Update: a serious over estimation from us of how much this will cost Google. Their site states that Google is only paying for the cost of the .in domain name.
Earlier: A couple of years ago, a senior (now former) Rediff executive explained to me how they initially got advertisers on board: Rediff not only had to give banner space to advertisers, but it also had to create websites for the advertisers because they just didn’t have an online presence. Instead of just waiting for businesses to come online, Rediff and other publishers, as well as IndiaMart (which still creates websites for businesses) had to help the advertisers come online. That role, probably to a greater extent, was probably taken up by the agencies and the kind of people who, even to this day, advertise on the back of auto rickshaws that they charge Rs 1000 per HTML page for creating a website. They play a very important role of bringing businesses and potential advertisers online, though efforts are needed to also take some of these SMBs beyond
To coincide with Google’s Chief Business Officer Nikesh Arora’s (typically) quarterly visit to the country (for the Bharti Airtel board meeting) Google today announced a ‘India Get Your Business Online‘ initiative, offering free websites, domain & hosting services to small medium businesses in India. Google is targeting 500,000 small medium businesses in India to get online in next three years through this program, in partnership with HostGator, which will offer free support in creating, hosting and managing the website for a period of one year without any cost through its toll free call centers 1800-266-3000. The .in domain name is free for 1 year.

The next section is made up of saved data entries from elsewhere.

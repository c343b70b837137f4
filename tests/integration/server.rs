use std::sync::Arc;
use tempfile::TempDir;
use tokio::sync::oneshot;
use treefs::client::Client;
use treefs::config::TreeFsConfig;
use treefs::dispatch::Dispatcher;
use treefs::server::Server;
use treefs::{ApiError, FileSystem, FsError, NodeKind};

#[tokio::test(flavor = "multi_thread", worker_threads = 2)]
async fn round_trip_over_datagram_socket() {
    let temp = TempDir::new().unwrap();
    let server_path = temp.path().join("server.sock");
    let dispatcher = Arc::new(Dispatcher::new(Arc::new(FileSystem::new(
        &TreeFsConfig::default(),
    ))));

    let server = Server::bind(&server_path, Arc::clone(&dispatcher), 2).unwrap();
    let (stop_tx, stop_rx) = oneshot::channel::<()>();
    let serving = tokio::spawn(server.serve(async move {
        let _ = stop_rx.await;
    }));

    let mut client = Client::mount(&server_path, temp.path().join("client.sock")).unwrap();
    client.create("/a", NodeKind::Directory).await.unwrap();
    client.create("/a/f", NodeKind::File).await.unwrap();
    let a = client.lookup("/a").await.unwrap();
    assert_eq!(dispatcher.fs().lookup("/a"), Ok(a));

    match client.create("/a", NodeKind::Directory).await {
        Err(ApiError::Fs(FsError::AlreadyExists)) => {}
        other => panic!("unexpected {:?}", other),
    }

    client.create("/b", NodeKind::Directory).await.unwrap();
    client.move_node("/a/f", "/b/g").await.unwrap();
    match client.lookup("/a/f").await {
        Err(ApiError::Fs(FsError::NotFound)) => {}
        other => panic!("unexpected {:?}", other),
    }

    let dump = temp.path().join("tree.txt");
    client.print(&dump).await.unwrap();
    assert_eq!(
        std::fs::read_to_string(&dump).unwrap(),
        "/\n  a/\n  b/\n    g\n"
    );

    client.delete("/b/g").await.unwrap();
    client.unmount().unwrap();
    assert!(!temp.path().join("client.sock").exists());

    stop_tx.send(()).unwrap();
    serving.await.unwrap().unwrap();
    assert!(!server_path.exists());
}

#[tokio::test(flavor = "multi_thread", worker_threads = 2)]
async fn malformed_request_gets_error_answer() {
    let temp = TempDir::new().unwrap();
    let server_path = temp.path().join("server.sock");
    let dispatcher = Arc::new(Dispatcher::new(Arc::new(FileSystem::new(
        &TreeFsConfig::default(),
    ))));
    let server = Server::bind(&server_path, dispatcher, 1).unwrap();
    let (stop_tx, stop_rx) = oneshot::channel::<()>();
    let serving = tokio::spawn(server.serve(async move {
        let _ = stop_rx.await;
    }));

    let raw = tokio::net::UnixDatagram::bind(temp.path().join("raw.sock")).unwrap();
    raw.send_to(b"nonsense", &server_path).await.unwrap();
    let mut buf = [0u8; 4];
    let len = raw.recv(&mut buf).await.unwrap();
    assert_eq!(len, 4);
    assert_eq!(i32::from_le_bytes(buf), treefs::dispatch::BAD_REQUEST);

    stop_tx.send(()).unwrap();
    serving.await.unwrap().unwrap();
}

#[tokio::test(flavor = "multi_thread", worker_threads = 2)]
async fn oversized_request_is_rejected_whole() {
    let temp = TempDir::new().unwrap();
    let server_path = temp.path().join("server.sock");
    let dispatcher = Arc::new(Dispatcher::new(Arc::new(FileSystem::new(
        &TreeFsConfig::default(),
    ))));
    let server = Server::bind(&server_path, Arc::clone(&dispatcher), 1).unwrap();
    let (stop_tx, stop_rx) = oneshot::channel::<()>();
    let serving = tokio::spawn(server.serve(async move {
        let _ = stop_rx.await;
    }));

    // A valid command padded past the limit must not run as its prefix.
    let mut request = b"c /x d".to_vec();
    request.resize(treefs::server::MAX_REQUEST_LEN + 44, b' ');
    let raw = tokio::net::UnixDatagram::bind(temp.path().join("raw.sock")).unwrap();
    raw.send_to(&request, &server_path).await.unwrap();
    let mut buf = [0u8; 4];
    let len = raw.recv(&mut buf).await.unwrap();
    assert_eq!(len, 4);
    assert_eq!(i32::from_le_bytes(buf), treefs::dispatch::BAD_REQUEST);
    assert_eq!(dispatcher.fs().lookup("/x"), Err(FsError::NotFound));

    stop_tx.send(()).unwrap();
    serving.await.unwrap().unwrap();
}
//! Tree dump
//!
//! Depth-first walk from the root. Each directory stays read-locked while its
//! subtree is visited, so a dump taken alongside other operations is still a
//! tree: nothing can be moved out of or into a subtree mid-visit.

use crate::concurrency::{LockMode, LockSet};
use crate::store::NodeStore;
use crate::types::{NodeId, NodeKind, ROOT};
use serde::Serialize;
use std::io::{self, Write};

/// Serializable copy of a subtree.
#[derive(Debug, Clone, PartialEq, Eq, Serialize)]
pub struct TreeSnapshot {
    pub name: String,
    pub id: NodeId,
    pub kind: NodeKind,
    #[serde(skip_serializing_if = "Vec::is_empty")]
    pub children: Vec<TreeSnapshot>,
}

impl TreeSnapshot {
    /// Number of nodes in this subtree, itself included.
    pub fn count(&self) -> usize {
        1 + self.children.iter().map(TreeSnapshot::count).sum::<usize>()
    }

    /// Indented text form: two spaces per level, directories end in `/`.
    pub fn write_text<W: Write>(&self, out: &mut W) -> io::Result<()> {
        self.write_level(out, 0)
    }

    fn write_level<W: Write>(&self, out: &mut W, depth: usize) -> io::Result<()> {
        let suffix = match (self.kind, self.name.as_str()) {
            (NodeKind::Directory, "/") | (NodeKind::File, _) => "",
            (NodeKind::Directory, _) => "/",
        };
        writeln!(out, "{:indent$}{}{}", "", self.name, suffix, indent = depth * 2)?;
        for child in &self.children {
            child.write_level(out, depth + 1)?;
        }
        Ok(())
    }
}

pub fn snapshot(store: &NodeStore) -> TreeSnapshot {
    let mut locks = LockSet::new(store);
    visit(store, &mut locks, ROOT, "/".to_string())
}

fn visit(store: &NodeStore, locks: &mut LockSet<'_>, id: NodeId, name: String) -> TreeSnapshot {
    locks.acquire(id, LockMode::Read);
    let record = match store.get(locks, id) {
        Ok(record) => record,
        Err(err) => panic!("inode {} reachable from the root is unusable: {}", id, err),
    };

    let children = record
        .children
        .into_iter()
        .map(|entry| visit(store, locks, entry.target, entry.name))
        .collect();
    locks.release(id);

    TreeSnapshot {
        name,
        id,
        kind: record.kind,
        children,
    }
}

How Much Does This Cost Google?
Update: We were WRONG. Google is paying only the cost of the .in domain name, which at Net4India is Rs 149 for the first year. That’s Rs 7.45 crore, or about $1.75 million.
Let’s do the math: the cheapest ‘Hatchling’ hosting on HostGator is $81.72 (approximately Rs 4026), and this includes a .com domain registration for a year. If Google has given HostGator a guarantee of 500,000 registrations over three years (they mention this as a target, but we’re assuming a minimum guarantee), you can expect that they would have gotten a significant discount, especially if the sites aren’t expected to either take up too much space on a shared hosting, or garner too much traffic. At full cost, this would be $40,860,000 – around Rs 201.32 crore. At a 50% discount (if you’re a hosting service provider, tell us how much discount you would charge for this opportunity), that’s roughly Rs 100 crore, spread over three years.
Why Is Google Doing This?
Apart from growing the market, which we mentioned earlier, Google would probably have the following incentive to do this:
2. Advertiser database: Google will be able to create (hypothetically) a registered database of 500,000 potential advertisers, alongwith their address, who they can pitch advertising products to in the future.
3. Increasing Ad Rates: Google’s keyword auction based benefits from competition. The more the competition for a particular set of keywords, the higher the ad rates. Our assumption is that once these businesses come online, Google may eventually offer than $100 in free online advertising, to help them drive traffic to their sites. They’ve been doing this intermittently for a while. Their hope, and probably that of HostGator, is that some of these advertisers will renew their contract and remain online.
4. Increasing Advertiser Fragmentation: The online advertising market is India is significantly agency dependent, and Google’s business has largely been agency driven, for which Google does offer some of them credit. Globally, the agency dependency (we’ve heard) is much lower, and smaller advertisers offer a good buffer. Google wants more advertisers on board and wants them to spend more, as is evident from the boisterous sales-driven approach of its current India Country Manager Rajan Anandan, who, we’ve heard, was handpicked by Arora for the job.
5. Increasing Marketshare: Google dominates both the Indian advertising market and search, and bringing more advertisers into the search business will help the company gain marketshare
Now it has been suggested by CUTS that Google’s dominance borders on being unhealthy for competition in search in India. Google corners a majority of advertising as well, and we think this initiative by Google will only help increase its dominance. The question you have to ask yourself is – why isn’t anyone else doing it? When did you last hear of Microsoft’s Bing doing anything significant to push search or advertising in India?